|Joshy Jacob, Ph.D.
Area of Research: Basic
Though the existence of immunological “memory,” which enables the immune system to “remember” infections and respond accordingly, has been recognized for centuries, our understanding of the cellular and molecular basis of this type of memory remains limited. As a basic immunologist, Dr. Joshy Jacob seeks to understand B cell memory. Studying memory B cells has been difficult because these cells cannot be unambiguously identified as they lack specific, permanent cell surface markers. To bridge this gap, Dr. Jacob developed a novel transgenic mouse model system that permanently “tags” and identifies memory B cells. This model enables Dr. Jacob to characterize the complex processes by B cell memory is generated, regulated and maintained.

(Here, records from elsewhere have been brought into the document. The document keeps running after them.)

use std::collections::HashSet;
use std::fmt;

use frozenset::FrozenSet;
use itertools::Itertools;
#[cfg(feature = "serde")]
use serde::{Deserialize, Serialize};

use crate::Cell;

/// The clues fed into the knowledge base contradict each other.
#[derive(Debug, Clone, Copy, Hash, PartialEq, Eq)]
pub struct InconsistencyError(pub &'static str);

impl fmt::Display for InconsistencyError {
    fn fmt(&self, f: &mut fmt::Formatter<'_>) -> fmt::Result {
        write!(f, "Inconsistent knowledge: {}", self.0)
    }
}

impl std::error::Error for InconsistencyError {}

#[derive(Debug, Clone, Hash, PartialEq, Eq)]
#[cfg_attr(feature = "serde", derive(Serialize, Deserialize))]
/// A logical statement about the game: exactly `count` of `cells` are mines.
///
/// Two sentences are equal when both their cells and their counts are.
pub struct Sentence {
    cells: FrozenSet<Cell>,
    count: usize,
}
impl Sentence {
    /// # Errors
    ///
    /// If the sentence claims more mines than it has cells.
    pub fn new(
        cells: impl IntoIterator<Item = Cell>,
        count: usize,
    ) -> Result<Self, InconsistencyError> {
        let cells = cells.into_iter().collect::<FrozenSet<_>>();
        if count > cells.len() {
            return Err(InconsistencyError("Sentence with more mines than cells"));
        }
        Ok(Self {
            cells,
            count,
        })
    }

    pub fn cells(&self) -> &FrozenSet<Cell> {
        &self.cells
    }

    pub fn count(&self) -> usize {
        self.count
    }

    pub fn len(&self) -> usize {
        self.cells.len()
    }

    /// A sentence with no cells says nothing about the board
    pub fn is_empty(&self) -> bool {
        self.cells.is_empty()
    }

    pub fn contains(&self, cell: &Cell) -> bool {
        self.cells.contains(cell)
    }

    /// Every cell is a mine when the count covers all of them.
    ///
    /// A zero count over no cells is not a mine claim, so it yields nothing.
    pub fn known_mines(&self) -> HashSet<Cell> {
        if self.count > 0 && self.count == self.cells.len() {
            self.cells.iter().copied().collect()
        } else {
            HashSet::new()
        }
    }

    /// Every cell is safe when the count is 0
    pub fn known_safes(&self) -> HashSet<Cell> {
        if self.count == 0 {
            self.cells.iter().copied().collect()
        } else {
            HashSet::new()
        }
    }

    /// `cell` is known to be a mine; drop it and account for it in the count.
    /// Does nothing if `cell` isn't part of this sentence. Returns whether the
    /// sentence changed.
    ///
    /// Marking a mine in a sentence that claims no mines is a contradiction this
    /// method can't report: the count stays at 0 and the event is logged.
    /// [`KnowledgeBase`](crate::KnowledgeBase) refuses such deductions with an
    /// [`InconsistencyError`] before they get here.
    pub fn mark_mine(&mut self, cell: &Cell) -> bool {
        if !self.cells.contains(cell) {
            return false;
        }
        self.cells = self.without(cell);
        if self.count == 0 {
            log::error!("mine {:?} marked in a sentence claiming no mines", cell);
        }
        self.count = self.count.saturating_sub(1);
        true
    }

    /// `cell` is known to be safe; drop it. Does nothing if `cell` isn't part of
    /// this sentence. Returns whether the sentence changed.
    pub fn mark_safe(&mut self, cell: &Cell) -> bool {
        if !self.cells.contains(cell) {
            return false;
        }
        self.cells = self.without(cell);
        true
    }

    /// Check if this sentence's cells are a subset of `other`'s
    ///
    /// Empty sentences are never subsets; otherwise they would match every
    /// sentence and resolve to a copy of it.
    pub fn is_subsentence_of(&self, other: &Self) -> bool {
        !self.is_empty() && self.cells.is_subset(&other.cells)
    }

    /// If `other` is a sub-sentence of this one, return the sentence covering
    /// the cells only this one mentions, with the mines `other` doesn't account
    /// for.
    ///
    /// # Errors
    ///
    /// If `other` is not a sub-sentence, or claims more mines than this
    /// sentence (or more than the remaining cells can hold).
    pub fn subtract(&self, other: &Self) -> Result<Self, InconsistencyError> {
        if !other.is_subsentence_of(self) {
            return Err(InconsistencyError("Subtraction of non-subsentence"));
        }
        let count = self.count.checked_sub(other.count).ok_or(InconsistencyError(
            "Derived sentence with a negative mine count",
        ))?;
        Self::new(self.cells.difference(&other.cells).copied(), count)
    }

    /// Drop every cell whose status is already settled, accounting for known
    /// mines in the count.
    pub(crate) fn reduce(&mut self, safes: &HashSet<Cell>, mines: &HashSet<Cell>) {
        let settled = self
            .cells
            .iter()
            .filter(|&&c| safes.contains(&c) || mines.contains(&c))
            .copied()
            .collect_vec();
        for cell in settled {
            if mines.contains(&cell) {
                self.mark_mine(&cell);
            } else {
                self.mark_safe(&cell);
            }
        }
    }

    fn without(&self, cell: &Cell) -> FrozenSet<Cell> {
        self.cells.iter().filter(|&c| c != cell).copied().collect()
    }
}

impl fmt::Display for Sentence {
    fn fmt(&self, f: &mut fmt::Formatter<'_>) -> fmt::Result {
        write!(
            f,
            "{{{}}} = {}",
            self.cells
                .iter()
                .sorted()
                .map(|(row, col)| format!("({}, {})", row, col))
                .join(", "),
            self.count
        )
    }
}

#[cfg(test)]
mod tests {
    use pretty_assertions::assert_eq;

    use super::*;

    const A: Cell = (0, 0);
    const B: Cell = (0, 1);
    const C: Cell = (0, 2);

    #[test]
    fn all_cells_mined() {
        let sentence = Sentence::new([A, B], 2).unwrap();
        assert_eq!(sentence.known_mines(), HashSet::from([A, B]));
        assert_eq!(sentence.known_safes(), HashSet::new());
    }

    #[test]
    fn all_cells_safe() {
        let sentence = Sentence::new([A, B, C], 0).unwrap();
        assert_eq!(sentence.known_safes(), HashSet::from([A, B, C]));
        assert_eq!(sentence.known_mines(), HashSet::new());
    }

    #[test]
    fn undetermined_sentence_knows_nothing() {
        let sentence = Sentence::new([A, B, C], 1).unwrap();
        assert!(sentence.known_mines().is_empty());
        assert!(sentence.known_safes().is_empty());
    }

    #[test]
    fn too_many_mines_is_rejected() {
        assert_eq!(
            Sentence::new([A], 2),
            Err(InconsistencyError("Sentence with more mines than cells"))
        );
    }

    #[test]
    fn mark_safe_is_idempotent() {
        let mut once = Sentence::new([A, B, C], 1).unwrap();
        once.mark_safe(&A);
        let mut twice = once.clone();
        twice.mark_safe(&A);
        assert_eq!(once, twice);
        assert_eq!(once, Sentence::new([B, C], 1).unwrap());
    }

    #[test]
    fn mark_mine_decrements_once() {
        let mut sentence = Sentence::new([A, B, C], 2).unwrap();
        assert!(sentence.mark_mine(&B));
        assert!(!sentence.mark_mine(&B));
        assert_eq!(sentence, Sentence::new([A, C], 1).unwrap());
    }

    #[test]
    fn marking_absent_cell_is_noop() {
        let mut sentence = Sentence::new([A, B], 1).unwrap();
        assert!(!sentence.mark_mine(&C));
        assert!(!sentence.mark_safe(&C));
        assert_eq!(sentence, Sentence::new([A, B], 1).unwrap());
    }

    #[test]
    fn mine_in_zero_count_sentence_saturates() {
        let mut sentence = Sentence::new([A, B], 0).unwrap();
        assert!(sentence.mark_mine(&A));
        assert_eq!(sentence, Sentence::new([B], 0).unwrap());
    }

    #[test]
    fn subtract_subset() {
        let big = Sentence::new([A, B, C], 1).unwrap();
        let small = Sentence::new([A, B], 1).unwrap();
        assert!(small.is_subsentence_of(&big));
        assert!(!big.is_subsentence_of(&small));
        let derived = big.subtract(&small).unwrap();
        assert_eq!(derived, Sentence::new([C], 0).unwrap());
        assert_eq!(derived.known_safes(), HashSet::from([C]));
    }

    #[test]
    fn subtract_negative_count_is_inconsistent() {
        let big = Sentence::new([A, B, C], 1).unwrap();
        let small = Sentence::new([A, B], 2).unwrap();
        assert_eq!(
            big.subtract(&small),
            Err(InconsistencyError("Derived sentence with a negative mine count"))
        );
    }

    #[test]
    fn empty_sentence_is_never_a_subset() {
        let empty = Sentence::new([], 0).unwrap();
        let other = Sentence::new([A], 0).unwrap();
        assert!(!empty.is_subsentence_of(&other));
        assert!(other.subtract(&empty).is_err());
    }

    #[test]
    fn reduce_drops_settled_cells() {
        let mut sentence = Sentence::new([A, B, C], 2).unwrap();
        sentence.reduce(&HashSet::from([A]), &HashSet::from([B]));
        assert_eq!(sentence, Sentence::new([C], 1).unwrap());
    }

    #[test]
    fn display_is_sorted() {
        let sentence = Sentence::new([C, A], 1).unwrap();
        assert_eq!(sentence.to_string(), "{(0, 0), (0, 2)} = 1");
    }
}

Dr. Jacob also studies the phenomenon known as “original antigenic sin”. Humans previously exposed to influenza virus, upon infection with a novel influenza strain, produce antibodies directed primarily against the older viral strains at the expense of responses to novel protective antigenic determinants thus exacerbating the severity of current infection. This blind spot of the immune system and the redirection of responses to the “original antigen”, but not to the current virus is well established but poorly understood. Since original antigenic sin drastically dampens immune responses to newer strains of influenza virus, Dr. Jacob seeks to understand the fundamental aspects of this phenomenon such that vaccines capable of overcoming original antigenic sin can be designed.
Dr. Jacob is an Associate Professor in the Emory School of Medicine Department of Microbiology and Immunology. He received his Ph.D. in immunology from the University of Maryland School of Medicine at Baltimore, and did his post-doctoral training at the Rockefeller University and the Massachusetts Institute of Technology.